Vallerano – La 17esima edizione di Piccole serenate notturne l’altro ieri pomeriggio alle 16 nella chiesa della Madonna della Pieve a Vallerano si è conclusa veramente con un grande successo del Coro Hogsbo.
Högsbo è un distretto cittadino di Göteborg, situato sulla costa occidentale svedese, i brani eseguiti sono stati ripescati per lo più dalla musica popolare, molti rigurdavano proprio ciò che accade lungo quella striscia di mare, i suoi suoni, colori e atmosfere.
Già al primo ascolto, molto attento da parte del pubblico che non conoscendo la lingua si è dovuto orientare col suono, prodotto dalla parola, in un batter d’ali ci ha avvicinati.
I loro canti echeggiavano i nostri, sia nella melodia che nell’espressione che racchiudevano nei sentimenti che pensavamo più freddi data la latitudine dei loro luoghi molto a nord.
Inoltre non posso non ricordare che proprio in Svezia nel giorno più corto dell’anno, credo duri solo 4 ore, il 13 dicembre Santa Lucia, la festa delle luci delle ragazzine vestite di bianco con una candela in mano e in testa ora una ghirlanda di luci a led, illuminano il cammino, le strade ai passanti una primordiale Notte delle Candele che parte da una antica tradizione.
Una vera luce, anche lui vestito di bianco, che gli aprirà una carriera artistica di successo, l’abbiamo potuta ascoltare anche noi: Linus un bambino di 8 anni, figlio del maestro del coro Wassenius che ha cantato da solo e con suo padre in un duetto toccante, coinvolgente per l’emissione vocale tranquilla di una timbrica incisiva.
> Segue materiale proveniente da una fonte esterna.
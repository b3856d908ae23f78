//! Error types for snapshot persistence.

use std::error::Error;
use std::fmt;

/// Errors from converting snapshots to and from their persisted form.
#[derive(Debug)]
pub enum HistoryError {
    /// JSON encoding or decoding failed.
    Json(serde_json::Error),
    /// A persisted cell's `id` does not match its coordinates.
    IdMismatch {
        /// The stored id.
        id: String,
        /// The stored column.
        x: i32,
        /// The stored row.
        y: i32,
    },
}

impl fmt::Display for HistoryError {
    fn fmt(&self, f: &mut fmt::Formatter<'_>) -> fmt::Result {
        match self {
            Self::Json(e) => write!(f, "snapshot json: {e}"),
            Self::IdMismatch { id, x, y } => {
                write!(f, "cell id {id:?} does not match position ({x}, {y})")
            }
        }
    }
}

impl Error for HistoryError {
    fn source(&self) -> Option<&(dyn Error + 'static)> {
        match self {
            Self::Json(e) => Some(e),
            Self::IdMismatch { .. } => None,
        }
    }
}

impl From<serde_json::Error> for HistoryError {
    fn from(e: serde_json::Error) -> Self {
        Self::Json(e)
    }
}
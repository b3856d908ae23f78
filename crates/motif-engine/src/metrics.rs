//! Counters describing a session's edit traffic.
//!
//! [`SessionMetrics`] is updated by the session as edits start and
//! finish; read it through
//! [`Session::metrics`](crate::session::Session::metrics).

/// Cumulative edit and service statistics for one session.
#[derive(Clone, Debug, Default, PartialEq, Eq)]
pub struct SessionMetrics {
    /// Edits accepted by `submit`.
    pub edits_submitted: u64,
    /// Edits that finished with a grid change.
    pub edits_applied: u64,
    /// Edits that finished without changing anything.
    pub edits_noop: u64,
    /// Edits that finished using a fallback after a service problem.
    pub edits_degraded: u64,
    /// Edits that finished with an error.
    pub edits_failed: u64,
    /// Edits rejected because another was in flight.
    pub busy_rejections: u64,
    /// Requests handed to the service worker.
    pub service_requests: u64,
    /// Service replies dropped as stale.
    pub stale_replies: u64,
    /// Time the service spent on the latest reply, in microseconds.
    pub last_service_us: u64,
    /// History snapshots saved automatically.
    pub snapshots_saved: u64,
}

#[cfg(test)]
mod tests {
    use super::*;

    #[test]
    fn default_metrics_are_zero() {
        let m = SessionMetrics::default();
        assert_eq!(m.edits_submitted, 0);
        assert_eq!(m.edits_applied, 0);
        assert_eq!(m.edits_noop, 0);
        assert_eq!(m.edits_degraded, 0);
        assert_eq!(m.edits_failed, 0);
        assert_eq!(m.busy_rejections, 0);
        assert_eq!(m.service_requests, 0);
        assert_eq!(m.stale_replies, 0);
        assert_eq!(m.last_service_us, 0);
        assert_eq!(m.snapshots_saved, 0);
    }
}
Come accade il più delle volte, figlio di artisti, non poteva non essere così, sua madre Annamaria Gillholm si alternava al piano col marito, che passava dalla fisarmonica al violino e al canto.
Un grazie particolare va a due persone senza le quali non sarebbe stato possibile il successo dell’evento, pur in una cornice di grande prestigio come la chiesa che ci ospitava: la principessa Natalie D’Aquino Di Caramanico che si è offerta gentimente a farci da interprete e il professor Cimarra che ha segnalato il coro grazie ad un suo amico che vive in Svezia.
Noi del Gruppo Archeologico Francesco Orioli abbiamo voluto regalare una rara copia del libro Vallerano e la musica , al maestro, felicissimo.
Conosceva il Palestrina e ora aggiungerà anche il valleranese Nanino, facendo arrivare il nostro monsignor Manfredo Manfredi, che ne è l’autore, così lontano.